MANILA, Philippines – It was a small victory for rights groups that quickly lost its momentum after the Court of Appeals (CA) on Tuesday, June 18, terminated – after just one hearing – the writ of amparo case of human rights group Karapatan.
Karapatan Secretary General Cristina Palabay said she was “deeply disappointed” at the outcome of the hearing on Tuesday, after the CA 14th Division submitted their case for decision without giving them the chance to present testimonies and witnesses.
In May, the Supreme Court issued a writ of amparo and habeas data in favor of Karapatan, religious group Rural Missionaries of the Philippines, and women's group Gabriela.
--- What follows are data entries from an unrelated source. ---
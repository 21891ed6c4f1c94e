use super::types::*;
use super::DashboardContext;
use crate::date_util::sub_days;
use crate::filters::DashboardFilters;
use crate::metrics::account_plan_completeness;
use crate::metrics::health::{health_band, health_breakdown_rows};
use crate::records::{ActivityKind, Qbr, QbrStatus, TicketSeverity};

const NEXT_ACTIONS: usize = 5;
const RECENT_QBRS: usize = 2;
const MEETING_WINDOW_DAYS: i64 = 45;

/// Scoped accounts, weakest stored health first, larger ARR first on ties.
pub fn accounts_view(ctx: &DashboardContext<'_>, filters: &DashboardFilters) -> Vec<AccountRow> {
    let data = ctx.dataset;
    let mut accounts = ctx.scoped_accounts(filters);
    accounts.sort_by(|a, b| {
        a.health_score
            .total_cmp(&b.health_score)
            .then(b.arr.total_cmp(&a.arr))
    });

    accounts
        .into_iter()
        .map(|account| {
            let open_pipeline = data
                .opportunities
                .iter()
                .filter(|o| o.account_id == account.id && o.stage.is_open())
                .map(|o| o.amount)
                .sum();
            let qbr_status = recent_qbrs(ctx, &account.id)
                .first()
                .map(|q| q.status)
                .unwrap_or(QbrStatus::Scheduled);

            AccountRow {
                id: account.id.clone(),
                name: account.name.clone(),
                segment: account.segment,
                region: account.region.clone(),
                arr: account.arr,
                renewal_date: account.renewal_date,
                ai_maturity: account.ai_maturity.clone(),
                health_score: account.health_score,
                owner: ctx.owner_name(&account.owner_ae_id),
                payment_status: account.payment_status,
                open_pipeline,
                qbr_status,
                account_plan_completeness: account_plan_completeness(data.account_plan(&account.id)),
            }
        })
        .collect()
}

/// Everything known about one account, with a freshly computed health
/// score. `None` when the id is unknown.
pub fn account_detail(ctx: &DashboardContext<'_>, account_id: &str) -> Option<AccountDetail> {
    let data = ctx.dataset;
    let account = ctx.account(account_id)?;

    let meetings_since = sub_days(ctx.today, MEETING_WINDOW_DAYS);
    let meetings = data
        .activities
        .iter()
        .filter(|a| {
            a.account_id == account.id && a.kind == ActivityKind::Meeting && a.date >= meetings_since
        })
        .count() as u32;
    let qbrs = recent_qbrs(ctx, &account.id);
    let qbr_completed = qbrs
        .iter()
        .take(RECENT_QBRS)
        .any(|q| q.status == QbrStatus::Completed);
    let health = ctx.account_health(account, meetings, qbr_completed);

    let mut usage: Vec<UsagePoint> = data
        .usage_metrics
        .iter()
        .filter(|m| m.account_id == account.id)
        .map(|m| UsagePoint {
            date: m.date,
            api_calls: m.api_calls,
            seats_active: m.seats_active,
        })
        .collect();
    usage.sort_by_key(|p| p.date);

    let mut tickets: Vec<_> = data
        .support_tickets
        .iter()
        .filter(|t| t.account_id == account.id)
        .collect();
    tickets.sort_by(|a, b| b.date.cmp(&a.date));
    let risks = tickets
        .into_iter()
        .filter(|t| {
            t.is_open() || matches!(t.severity, TicketSeverity::High | TicketSeverity::Critical)
        })
        .map(|t| RiskItem {
            id: t.id.clone(),
            severity: t.severity,
            status: t.status.clone(),
            date: t.date,
        })
        .collect();

    let mut opps: Vec<_> = data
        .opportunities
        .iter()
        .filter(|o| o.account_id == account.id && o.stage.is_open())
        .collect();
    opps.sort_by_key(|o| o.close_date);
    let next_actions = opps
        .into_iter()
        .take(NEXT_ACTIONS)
        .map(|o| NextAction {
            id: o.id.clone(),
            close_date: o.close_date,
            stage: o.stage,
            next_step: o.next_step.clone(),
            amount: o.amount,
        })
        .collect();

    let plan = data.account_plan(&account.id);

    Some(AccountDetail {
        id: account.id.clone(),
        name: account.name.clone(),
        segment: account.segment,
        region: account.region.clone(),
        arr: account.arr,
        renewal_date: account.renewal_date,
        ai_maturity: account.ai_maturity.clone(),
        owner: ctx.owner_name(&account.owner_ae_id),
        health,
        health_band: health_band(health.weighted_score, &ctx.policy.health),
        health_rows: health_breakdown_rows(&health, &ctx.policy.health),
        usage_metrics: usage,
        stakeholders: data
            .stakeholders
            .iter()
            .filter(|s| s.account_id == account.id)
            .cloned()
            .collect(),
        qbrs: qbrs
            .iter()
            .take(RECENT_QBRS)
            .map(|q| QbrSummary {
                id: q.id.clone(),
                quarter: q.quarter.clone(),
                status: q.status,
            })
            .collect(),
        risks,
        next_actions,
        plan: plan.cloned(),
        plan_completeness: account_plan_completeness(plan),
    })
}

/// An account's QBRs, latest quarter first.
fn recent_qbrs<'a>(ctx: &DashboardContext<'a>, account_id: &str) -> Vec<&'a Qbr> {
    let mut qbrs: Vec<&Qbr> = ctx
        .dataset
        .qbrs
        .iter()
        .filter(|q| q.account_id == account_id)
        .collect();
    qbrs.sort_by(|a, b| b.quarter.cmp(&a.quarter));
    qbrs
}
/// Get last structured error for a connection (0 for the last error overall)
/// buffer: output buffer for the serialized error (`code: i32`,
/// `len: u32`, message bytes)
/// out_written: actual bytes written, or the needed size if too small
/// Returns: 0 on success (code 0 when there is no error), -1 on error
#[no_mangle]
pub extern "C" fn dbc_get_structured_error(
    conn_id: c_uint,
    buffer: *mut u8,
    buffer_len: c_uint,
    out_written: *mut c_uint,
) -> c_int {
    if buffer.is_null() || out_written.is_null() {
        return -1;
    }

    let error_data = get_connection_error(conn_id)
        .map(|e| e.structured)
        .unwrap_or(StructuredError {
            code: 0,
            message: String::new(),
        })
        .serialize();

    match write_output(&error_data, buffer, buffer_len, out_written) {
        Ok(()) => 0,
        Err(_) => -1,
    }
}

/// Get engine metrics as a UTF-8 JSON document (not null-terminated)
/// out_written: actual bytes written, or the needed size if too small
/// Returns: 0 on success, -1 on error
#[no_mangle]
pub extern "C" fn dbc_get_metrics(
    buffer: *mut u8,
    buffer_len: c_uint,
    out_written: *mut c_uint,
) -> c_int {
    if buffer.is_null() || out_written.is_null() {
        return -1;
    }
    let json = global_metrics().snapshot().to_json();
    match write_output(json.as_bytes(), buffer, buffer_len, out_written) {
        Ok(()) => 0,
        Err(e) => {
            set_connection_error(0, &e);
            -1
        }
    }
}
pub mod connection;
pub mod execute;
pub mod statement;

pub use connection::{
    compose_connection_string, ConnectTarget, ConnectionCore, ConnectionString, NO_MORE_RESULTS,
};
pub use execute::ExecTarget;
pub use statement::{StatementArena, StmtKey};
They want court protection against threats to the lives, liberty, and security of their members through a writ of amparo; and for the government to disclose and destroy all files or records gathered against their members through a writ of habeas data.
A writ of amparo is a legal remedy seeking a protection order. The CA is meant to decide on the plea of Karapatan for a protective order, or a restraining order of sorts against the military.
During the first hearing on Tuesday, Associate Justice Mario Lopez asked Karapatan and its counsels for their judicial affidavit. The lawyers for the rights groups explained that they only brought with them a list of witnesses, expecting the hearing to be a pre-conference.
But Lopez said it was a summary hearing and denied the group’s plea to submit the affidavits at a later time. The case was therefore submitted for decision without presentation of evidence.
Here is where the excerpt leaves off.